Challenges have the uncanny ability to sharpen our focus. A knee injury will make you more mindful of walking than ever before. Bad food introduces you to taste buds you never knew existed. Adrenaline enables amazing physical feats.
The same is true for political movements. Progressives are smarting now. Many on the left are disenchanted with the President, disappointed in the pending health care legislation and disillusioned about the 2010 mid-term elections. What’s a movement to do?
Real progress
We must accept finite disappointment, but we must never lose infinite hope. – Dr. Martin Luther King, Jr.
Our renewed focus is an opportunity to build a foundation for future success, resilience and empowerment. This means taking stock of the real progress being made in this moment while simultaneously fighting to transition society from its peppered past to a progressive future.
President Obama was mindful of this when he said in his Martin Luther King, Jr. address that:
…our predecessors were never so consumed with theoretical debates that they couldn’t see progress when it came…Let’s take a victory, he said, and then keep on marching. Forward steps, large and small, were recognized for what they were — which was progress.
What victories have we won? A few include:
- Passed the Lilly Ledbetter Act, bringing us a step closer to fully realizing equal pay for equal work.
- Expansion of the State Children’s Health Insurance Program, an important step in providing health care for all of our nation’s children.
- Softened Federal restrictions on stem cell research, opening the door for potential cures to innumerable diseases.
Where do we go from here
Martha Coakley and others’ recent electoral defeats echo the sentiment of the 2008 Presidential election: candidates who proactively or passively represent a broken status quo will fail. Insiders can no longer combine tepid emotions and bland appeals with party machines and expect victory. They instead must take the hope demonstrated by the 2008 election and marry it to action.

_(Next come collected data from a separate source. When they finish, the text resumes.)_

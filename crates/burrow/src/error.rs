use std::fmt;

use crate::{value::ObjectType, vm::VmError};

/// One step of a handle path: a named field or an integer index.
#[derive(Debug, Clone, PartialEq, Eq, Hash)]
pub enum Key {
    Field(String),
    Index(i64),
}

impl fmt::Display for Key {
    fn fmt(&self, f: &mut fmt::Formatter<'_>) -> fmt::Result {
        match self {
            Self::Field(name) => f.write_str(name),
            Self::Index(i) => write!(f, "{i}"),
        }
    }
}

impl From<&str> for Key {
    fn from(name: &str) -> Self {
        Self::Field(name.to_owned())
    }
}

impl From<String> for Key {
    fn from(name: String) -> Self {
        Self::Field(name)
    }
}

impl From<&String> for Key {
    fn from(name: &String) -> Self {
        Self::Field(name.clone())
    }
}

impl From<i64> for Key {
    fn from(index: i64) -> Self {
        Self::Index(index)
    }
}

impl From<i32> for Key {
    fn from(index: i32) -> Self {
        Self::Index(i64::from(index))
    }
}

impl From<usize> for Key {
    fn from(index: usize) -> Self {
        Self::Index(i64::try_from(index).unwrap_or(i64::MAX))
    }
}

/// Errors surfaced to the host by sessions and handles.
///
/// Every variant is raised only after the VM stack has been restored to the
/// height it had before the failing operation started.
#[derive(Debug)]
pub enum Error {
    /// A path step did not resolve. `parent` is the display name of the
    /// immediate container (`"root"` for globals, `"stack"` for stack slots).
    MissingKey { parent: String, key: Key },
    /// A typed read or container operation found the wrong type tag.
    TypeMismatch {
        name: String,
        expected: &'static str,
        found: ObjectType,
    },
    /// A script failed to load, compile or run.
    ScriptFailure { path: String, source: VmError },
    /// A native call used an unsupported argument or return pattern.
    BadCall { function: String, message: String },
    /// A call made through a handle raised an error inside the VM.
    Runtime { name: String, source: VmError },
}

impl Error {
    /// Classifies a VM error raised while calling `name`.
    pub(crate) fn from_call(name: impl Into<String>, error: VmError) -> Self {
        match error {
            VmError::BadCall { function, message } => Self::BadCall { function, message },
            source => Self::Runtime {
                name: name.into(),
                source,
            },
        }
    }
}

impl fmt::Display for Error {
    fn fmt(&self, f: &mut fmt::Formatter<'_>) -> fmt::Result {
        match self {
            Self::MissingKey { parent, key } => write!(f, "{parent}[{key}] does not exist"),
            Self::TypeMismatch { name, expected, .. } => write!(f, "{name} is not a {expected}"),
            Self::ScriptFailure { path, source } => write!(f, "script '{path}' failed: {source}"),
            Self::BadCall { function, message } => write!(f, "bad call to {function}: {message}"),
            Self::Runtime { name, source } => write!(f, "call to {name} failed: {source}"),
        }
    }
}

impl std::error::Error for Error {
    fn source(&self) -> Option<&(dyn std::error::Error + 'static)> {
        match self {
            Self::ScriptFailure { source, .. } | Self::Runtime { source, .. } => Some(source),
            _ => None,
        }
    }
}

/// Result type alias for session and handle operations.
pub type Result<T, E = Error> = std::result::Result<T, E>;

The infinite hope that Dr. King spoke of us present within the progressive movement. Young people are organizing like never before in favor of comprehensive immigration reform reflective of America’s ideals, not its demons. Their hope is moving them to action.
That infinite hope is present in the hearts of millions of ambitious yet unemployed Americans. People are coming together to petition their government to work on their behalf to create jobs rather than give handouts to industries that have turned their backs on their employees. The hope of these workers is moving them to action.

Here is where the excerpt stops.